Output all of the entries below precisely as written.

[Stored items]
=== Section Start ===

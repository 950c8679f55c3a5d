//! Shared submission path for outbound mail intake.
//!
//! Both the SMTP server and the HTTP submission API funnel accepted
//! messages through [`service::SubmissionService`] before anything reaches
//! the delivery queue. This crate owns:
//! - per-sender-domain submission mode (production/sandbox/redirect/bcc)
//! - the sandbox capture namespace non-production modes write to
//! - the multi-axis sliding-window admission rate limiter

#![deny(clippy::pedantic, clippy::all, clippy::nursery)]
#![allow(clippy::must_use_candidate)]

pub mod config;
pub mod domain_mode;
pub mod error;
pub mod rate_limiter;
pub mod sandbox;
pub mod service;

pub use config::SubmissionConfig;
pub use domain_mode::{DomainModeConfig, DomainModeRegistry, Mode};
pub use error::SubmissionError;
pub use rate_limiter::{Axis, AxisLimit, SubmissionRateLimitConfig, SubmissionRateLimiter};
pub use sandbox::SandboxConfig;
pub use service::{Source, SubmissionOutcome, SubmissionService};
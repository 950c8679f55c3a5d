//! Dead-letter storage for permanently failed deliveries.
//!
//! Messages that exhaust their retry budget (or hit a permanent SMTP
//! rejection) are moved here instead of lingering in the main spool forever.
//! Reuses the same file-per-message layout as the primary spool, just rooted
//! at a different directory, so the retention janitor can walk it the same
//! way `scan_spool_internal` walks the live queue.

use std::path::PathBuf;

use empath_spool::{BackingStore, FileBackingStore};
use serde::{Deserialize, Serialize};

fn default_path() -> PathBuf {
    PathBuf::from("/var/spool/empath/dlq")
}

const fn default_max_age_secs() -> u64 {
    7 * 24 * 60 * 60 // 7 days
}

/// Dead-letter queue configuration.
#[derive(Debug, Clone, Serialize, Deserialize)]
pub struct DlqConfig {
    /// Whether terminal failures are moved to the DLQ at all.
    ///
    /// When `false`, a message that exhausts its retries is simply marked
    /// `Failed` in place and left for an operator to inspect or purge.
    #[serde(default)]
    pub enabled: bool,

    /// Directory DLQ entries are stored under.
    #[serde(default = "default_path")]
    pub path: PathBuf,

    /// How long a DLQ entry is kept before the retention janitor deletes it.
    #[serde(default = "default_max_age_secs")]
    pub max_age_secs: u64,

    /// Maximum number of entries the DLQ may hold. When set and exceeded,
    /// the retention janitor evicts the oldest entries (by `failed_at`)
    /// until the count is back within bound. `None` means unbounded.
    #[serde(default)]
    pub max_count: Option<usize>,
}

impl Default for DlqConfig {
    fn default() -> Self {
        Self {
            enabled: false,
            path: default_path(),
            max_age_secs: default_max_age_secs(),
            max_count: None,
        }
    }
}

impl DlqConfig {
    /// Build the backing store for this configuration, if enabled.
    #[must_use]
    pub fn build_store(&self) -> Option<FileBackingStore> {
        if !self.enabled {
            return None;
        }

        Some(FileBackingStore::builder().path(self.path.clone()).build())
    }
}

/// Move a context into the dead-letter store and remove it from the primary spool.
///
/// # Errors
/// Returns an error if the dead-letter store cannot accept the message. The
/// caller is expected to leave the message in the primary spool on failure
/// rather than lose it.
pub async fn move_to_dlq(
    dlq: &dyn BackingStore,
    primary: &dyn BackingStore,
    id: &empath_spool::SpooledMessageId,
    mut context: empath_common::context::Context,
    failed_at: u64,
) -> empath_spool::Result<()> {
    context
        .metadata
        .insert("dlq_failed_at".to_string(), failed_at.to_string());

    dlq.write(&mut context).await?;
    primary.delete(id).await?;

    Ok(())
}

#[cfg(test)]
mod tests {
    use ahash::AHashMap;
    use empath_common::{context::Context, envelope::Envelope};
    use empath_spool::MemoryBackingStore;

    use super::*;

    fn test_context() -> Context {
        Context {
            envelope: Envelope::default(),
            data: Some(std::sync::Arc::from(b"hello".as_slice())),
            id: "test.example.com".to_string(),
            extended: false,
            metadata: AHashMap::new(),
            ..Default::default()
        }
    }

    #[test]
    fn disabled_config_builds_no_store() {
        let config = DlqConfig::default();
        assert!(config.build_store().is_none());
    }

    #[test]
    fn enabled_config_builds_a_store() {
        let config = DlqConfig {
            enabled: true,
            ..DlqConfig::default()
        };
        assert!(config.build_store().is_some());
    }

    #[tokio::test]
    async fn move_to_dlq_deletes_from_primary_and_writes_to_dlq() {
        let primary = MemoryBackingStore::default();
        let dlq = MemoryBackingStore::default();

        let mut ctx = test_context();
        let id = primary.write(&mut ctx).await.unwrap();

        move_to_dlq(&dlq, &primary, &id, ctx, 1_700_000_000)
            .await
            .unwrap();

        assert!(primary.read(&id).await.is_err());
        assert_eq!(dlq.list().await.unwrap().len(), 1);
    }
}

=== Section End ===

> [ANSWER SPACE]
repository 950c8679f55c3a5d
//! Shared submission path for outbound mail intake.
//!
//! Both the SMTP server and the HTTP submission API funnel accepted
//! messages through [`service::SubmissionService`] before anything reaches
//! the delivery queue. This crate owns:
//! - per-sender-domain submission mode (production/sandbox/redirect/bcc)
//! - the sandbox capture namespace non-production modes write to
//! - the multi-axis sliding-window admission rate limiter

#![deny(clippy::pedantic, clippy::all, clippy::nursery)]
#![allow(clippy::must_use_candidate)]

pub mod config;
pub mod domain_mode;
pub mod error;
pub mod rate_limiter;
pub mod sandbox;
pub mod service;

pub use config::SubmissionConfig;
pub use domain_mode::{DomainModeConfig, DomainModeRegistry, Mode};
pub use error::SubmissionError;
pub use rate_limiter::{Axis, AxisLimit, SubmissionRateLimitConfig, SubmissionRateLimiter};
pub use sandbox::SandboxConfig;
pub use service::{Source, SubmissionOutcome, SubmissionService};
repository 950c8679f55c3a5d
//! Dead-letter storage for permanently failed deliveries.
//!
//! Messages that exhaust their retry budget (or hit a permanent SMTP
//! rejection) are moved here instead of lingering in the main spool forever.
//! Reuses the same file-per-message layout as the primary spool, just rooted
//! at a different directory, so the retention janitor can walk it the same
//! way `scan_spool_internal` walks the live queue.

use std::path::PathBuf;

use empath_spool::{BackingStore, FileBackingStore};
use serde::{Deserialize, Serialize};

fn default_path() -> PathBuf {
    PathBuf::from("/var/spool/empath/dlq")
}

const fn default_max_age_secs() -> u64 {
    7 * 24 * 60 * 60 // 7 days
}

/// Dead-letter queue configuration.
#[derive(Debug, Clone, Serialize, Deserialize)]
pub struct DlqConfig {
    /// Whether terminal failures are moved to the DLQ at all.
    ///
    /// When `false`, a message that exhausts its retries is simply marked
    /// `Failed` in place and left for an operator to inspect or purge.
    #[serde(default)]
    pub enabled: bool,

    /// Directory DLQ entries are stored under.
    #[serde(default = "default_path")]
    pub path: PathBuf,

    /// How long a DLQ entry is kept before the retention janitor deletes it.
    #[serde(default = "default_max_age_secs")]
    pub max_age_secs: u64,

    /// Maximum number of entries the DLQ may hold. When set and exceeded,
    /// the retention janitor evicts the oldest entries (by `failed_at`)
    /// until the count is back within bound. `None` means unbounded.
    #[serde(default)]
    pub max_count: Option<usize>,
}

impl Default for DlqConfig {
    fn default() -> Self {
        Self {
            enabled: false,
            path: default_path(),
            max_age_secs: default_max_age_secs(),
            max_count: None,
        }
    }
}

impl DlqConfig {
    /// Build the backing store for this configuration, if enabled.
    #[must_use]
    pub fn build_store(&self) -> Option<FileBackingStore> {
        if !self.enabled {
            return None;
        }

        Some(FileBackingStore::builder().path(self.path.clone()).build())
    }
}

/// Move a context into the dead-letter store and remove it from the primary spool.
///
/// # Errors
/// Returns an error if the dead-letter store cannot accept the message. The
/// caller is expected to leave the message in the primary spool on failure
/// rather than lose it.
pub async fn move_to_dlq(
    dlq: &dyn BackingStore,
    primary: &dyn BackingStore,
    id: &empath_spool::SpooledMessageId,
    mut context: empath_common::context::Context,
    failed_at: u64,
) -> empath_spool::Result<()> {
    context
        .metadata
        .insert("dlq_failed_at".to_string(), failed_at.to_string());

    dlq.write(&mut context).await?;
    primary.delete(id).await?;

    Ok(())
}

#[cfg(test)]
mod tests {
    use ahash::AHashMap;
    use empath_common::{context::Context, envelope::Envelope};
    use empath_spool::MemoryBackingStore;

    use super::*;

    fn test_context() -> Context {
        Context {
            envelope: Envelope::default(),
            data: Some(std::sync::Arc::from(b"hello".as_slice())),
            id: "test.example.com".to_string(),
            extended: false,
            metadata: AHashMap::new(),
            ..Default::default()
        }
    }

    #[test]
    fn disabled_config_builds_no_store() {
        let config = DlqConfig::default();
        assert!(config.build_store().is_none());
    }

    #[test]
    fn enabled_config_builds_a_store() {
        let config = DlqConfig {
            enabled: true,
            ..DlqConfig::default()
        };
        assert!(config.build_store().is_some());
    }

    #[tokio::test]
    async fn move_to_dlq_deletes_from_primary_and_writes_to_dlq() {
        let primary = MemoryBackingStore::default();
        let dlq = MemoryBackingStore::default();

        let mut ctx = test_context();
        let id = primary.write(&mut ctx).await.unwrap();

        move_to_dlq(&dlq, &primary, &id, ctx, 1_700_000_000)
            .await
            .unwrap();

        assert!(primary.read(&id).await.is_err());
        assert_eq!(dlq.list().await.unwrap().len(), 1);
    }
}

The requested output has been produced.